Lo mismo que en los Evangelios, su presencia es sumamente discreta y pasa
casi desapercibida.
Y sin embargo, si ponemos atención, nos damos cuenta de que esa presencia es
completamente decisiva. María aparece con los Doce y la comunidad de
hermanos perseverando en oración a la espera del Espíritu. La intercesión de
María dispone a la Iglesia para la efusión del Espíritu.
Si la Iglesia está llamada a vivir un Pentecostés permanente, eso significa
que ha de convertirse en un cenáculo permanente. La Iglesia debe vivir en
oración constante, en la espera del Espíritu, en unión con María, la madre
de Jesús. Y eso, la Iglesia toda: la jerarquía, los obispos y sus
colaboradores los presbíteros –personificados en los Doce–; y la totalidad
de los bautizados, hombres y mujeres –personificados en los 120 hermanos
iniciales–. Sólo desde este cenáculo permanente la Iglesia puede crecer y
multiplicarse.
Pero hay más. Al mencionar a María al inicio mismo de los Hechos, San Lucas
parece ponerla en relación con la presencia de María al inicio de su
Evangelio (Lc 1,26-38).
En efecto, María concibe y da a luz al Hijo de Dios, sin colaboración de
varón, porque la fuerza del Espíritu desciende sobre ella y la fecunda.

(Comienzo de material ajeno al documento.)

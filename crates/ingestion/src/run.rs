//! Recorded run files.
//!
//! A run file is JSON holding the run parameters and every recorded channel
//! of both instruments at a common sample rate. Missing samples are `null`.

use std::collections::BTreeMap;
use std::fs::File;
use std::io::{BufReader, BufWriter};
use std::path::{Path, PathBuf};

use contracts::{Signal, SignalSource, SourceTag};
use serde::{Deserialize, Serialize};
use tracing::{debug, instrument, warn};

use crate::error::{IngestionError, Result};
use crate::params::{ParValue, SPEED_PARAMETER};

/// One recorded channel
#[derive(Debug, Clone, PartialEq, Serialize, Deserialize)]
pub struct ChannelRecord {
    pub name: String,
    /// Instrument the channel was recorded by (`NI` or `VN`)
    pub source: SourceTag,
    pub samples: Vec<Option<f64>>,
}

impl ChannelRecord {
    pub fn new(name: impl Into<String>, source: impl Into<SourceTag>, samples: &[f64]) -> Self {
        Self {
            name: name.into(),
            source: source.into(),
            samples: samples
                .iter()
                .map(|v| (!v.is_nan()).then_some(*v))
                .collect(),
        }
    }

    /// Samples with missing values as `NAN`
    pub fn values(&self) -> Vec<f64> {
        self.samples.iter().map(|v| v.unwrap_or(f64::NAN)).collect()
    }
}

/// A single recorded run
#[derive(Debug, Clone, PartialEq, Serialize, Deserialize)]
pub struct RunRecord {
    pub run_id: String,
    /// Common sample rate of every channel (Hz)
    pub sample_rate: f64,
    #[serde(default)]
    pub parameters: BTreeMap<String, serde_json::Value>,
    /// Channels in recording order
    pub channels: Vec<ChannelRecord>,
}

impl RunRecord {
    /// Check the run is usable: positive rate, equal non-empty channel
    /// lengths, unique channel names.
    pub fn validate(&self) -> Result<()> {
        if !(self.sample_rate.is_finite() && self.sample_rate > 0.0) {
            return Err(IngestionError::malformed(
                &self.run_id,
                format!("sample rate must be > 0, got {}", self.sample_rate),
            ));
        }
        let mut names = std::collections::HashSet::new();
        for channel in &self.channels {
            if !names.insert(channel.name.as_str()) {
                return Err(IngestionError::malformed(
                    &self.run_id,
                    format!("channel '{}' appears twice", channel.name),
                ));
            }
            if channel.samples.len() != self.samples_per_channel() {
                return Err(IngestionError::malformed(
                    &self.run_id,
                    format!(
                        "channel '{}' has {} samples, expected {}",
                        channel.name,
                        channel.samples.len(),
                        self.samples_per_channel()
                    ),
                ));
            }
        }
        if self.samples_per_channel() == 0 {
            return Err(IngestionError::malformed(&self.run_id, "run has no samples"));
        }
        Ok(())
    }

    /// Length of the first channel
    pub fn samples_per_channel(&self) -> usize {
        self.channels.first().map_or(0, |c| c.samples.len())
    }

    pub fn channel(&self, name: &str) -> Result<&ChannelRecord> {
        self.channels
            .iter()
            .find(|c| c.name == name)
            .ok_or_else(|| IngestionError::MissingChannel {
                run_id: self.run_id.clone(),
                channel: name.to_string(),
            })
    }

    /// Channels recorded by instruments playing `role`
    pub fn channels_for(&self, role: SignalSource) -> impl Iterator<Item = &ChannelRecord> {
        self.channels
            .iter()
            .filter(move |c| c.source.role() == Some(role))
    }

    /// Channel `name` as a core signal
    pub fn signal(&self, name: &str) -> Result<Signal> {
        let channel = self.channel(name)?;
        Ok(Signal::new(
            channel.values(),
            self.sample_rate,
            channel.source.clone(),
        )?)
    }

    /// All parameters decoded
    pub fn decoded_parameters(&self) -> Result<BTreeMap<String, ParValue>> {
        self.parameters
            .iter()
            .map(|(name, value)| Ok((name.clone(), ParValue::from_json(name, value)?)))
            .collect()
    }

    /// Nominal forward speed (m/s)
    pub fn speed(&self) -> Result<f64> {
        let raw = self.parameters.get(SPEED_PARAMETER).ok_or_else(|| {
            IngestionError::parameter(SPEED_PARAMETER, format!("run {} has no speed", self.run_id))
        })?;
        ParValue::from_json(SPEED_PARAMETER, raw)?
            .as_f64()
            .filter(|v| v.is_finite() && *v > 0.0)
            .ok_or_else(|| IngestionError::parameter(SPEED_PARAMETER, "speed must be a positive number"))
    }

    /// Write the run as pretty JSON
    pub fn write_to(&self, path: &Path) -> Result<()> {
        let file = File::create(path).map_err(|source| IngestionError::Io {
            path: path.to_path_buf(),
            source,
        })?;
        serde_json::to_writer_pretty(BufWriter::new(file), self).map_err(|source| {
            IngestionError::Json {
                path: path.to_path_buf(),
                source,
            }
        })
    }
}

/// Loads run files from an explicit data directory.
#[derive(Debug, Clone)]
pub struct RunLoader {
    data_dir: PathBuf,
}

impl RunLoader {
    pub fn new(data_dir: impl Into<PathBuf>) -> Self {
        Self {
            data_dir: data_dir.into(),
        }
    }

    pub fn data_dir(&self) -> &Path {
        &self.data_dir
    }

    /// `*.json` files of the data directory, sorted by name
    pub fn list_runs(&self) -> Result<Vec<PathBuf>> {
        let io_err = |source| IngestionError::Io {
            path: self.data_dir.clone(),
            source,
        };
        let mut runs = Vec::new();
        for entry in std::fs::read_dir(&self.data_dir).map_err(io_err)? {
            let path = entry.map_err(io_err)?.path();
            if path.is_file() && path.extension().is_some_and(|e| e == "json") {
                runs.push(path);
            }
        }
        runs.sort();
        Ok(runs)
    }

    /// Load and validate one run file
    #[instrument(name = "run_load", skip(self), fields(path = %path.display()))]
    pub fn load(&self, path: &Path) -> Result<RunRecord> {
        let file = File::open(path).map_err(|source| IngestionError::Io {
            path: path.to_path_buf(),
            source,
        })?;
        let run: RunRecord =
            serde_json::from_reader(BufReader::new(file)).map_err(|source| IngestionError::Json {
                path: path.to_path_buf(),
                source,
            })?;
        run.validate()?;
        metrics::counter!("ingestion_runs_loaded_total").increment(1);
        debug!(
            run_id = %run.run_id,
            channels = run.channels.len(),
            samples = run.samples_per_channel(),
            "run loaded"
        );
        Ok(run)
    }

    /// Load run `<data_dir>/<run_id>.json`
    pub fn load_id(&self, run_id: &str) -> Result<RunRecord> {
        self.load(&self.data_dir.join(format!("{run_id}.json")))
    }

    /// Load every run; unreadable files are errors
    pub fn load_all(&self) -> Result<Vec<RunRecord>> {
        self.list_runs()?.iter().map(|p| self.load(p)).collect()
    }

    /// Most recent run by file name, used as the schema template
    pub fn latest(&self) -> Result<Option<RunRecord>> {
        match self.list_runs()?.last() {
            Some(path) => self.load(path).map(Some),
            None => {
                warn!(dir = %self.data_dir.display(), "no run files found");
                Ok(None)
            }
        }
    }
}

Ahora bien, no es casual que en Lc 1,35 y en Hch 1,8 encontremos expresiones
similares. En ambos textos se habla del «Espíritu Santo» que «desciende
sobre» (mismo verbo) y se le califica de «fuerza» o «poder» (dynamis; en
Lucas se habla de «poder del Altísimo», que por el paralelismo se refiere al
Espíritu Santo). La consecuencia («por eso») es que el que ha de nacer será
Santo e Hijo de Dios; en Hechos es que los discípulos serán testigos de
Jesús hasta los confines de la tierra.
Esto sugiere que la Iglesia está llamada a prolongar la maternidad virginal
de María. Si María hubiera concebido de varón habría dado a luz un simple
hombre. Porque concibe por el poder del Espíritu que desciende sobre ella da
a luz al Santo, al Hijo de Dios.
De igual manera, la Iglesia está llamada a «no conocer varón», es decir, a
no apoyarse en medios naturales y a no buscar seguridades en ayudas humanas.
Si dependiera de ello, sólo produciría obras humanas, frutos para este mundo
y resultados a ras de tierra. Dejándose fecundar virginalmente por el poder
del Espíritu Santo es hecha madre fecunda y engendra santos e hijos de Dios;
cubierta por la sombra del Espíritu, transmite vida divina y eterna dando
testimonio de Cristo hasta los confines de la tierra.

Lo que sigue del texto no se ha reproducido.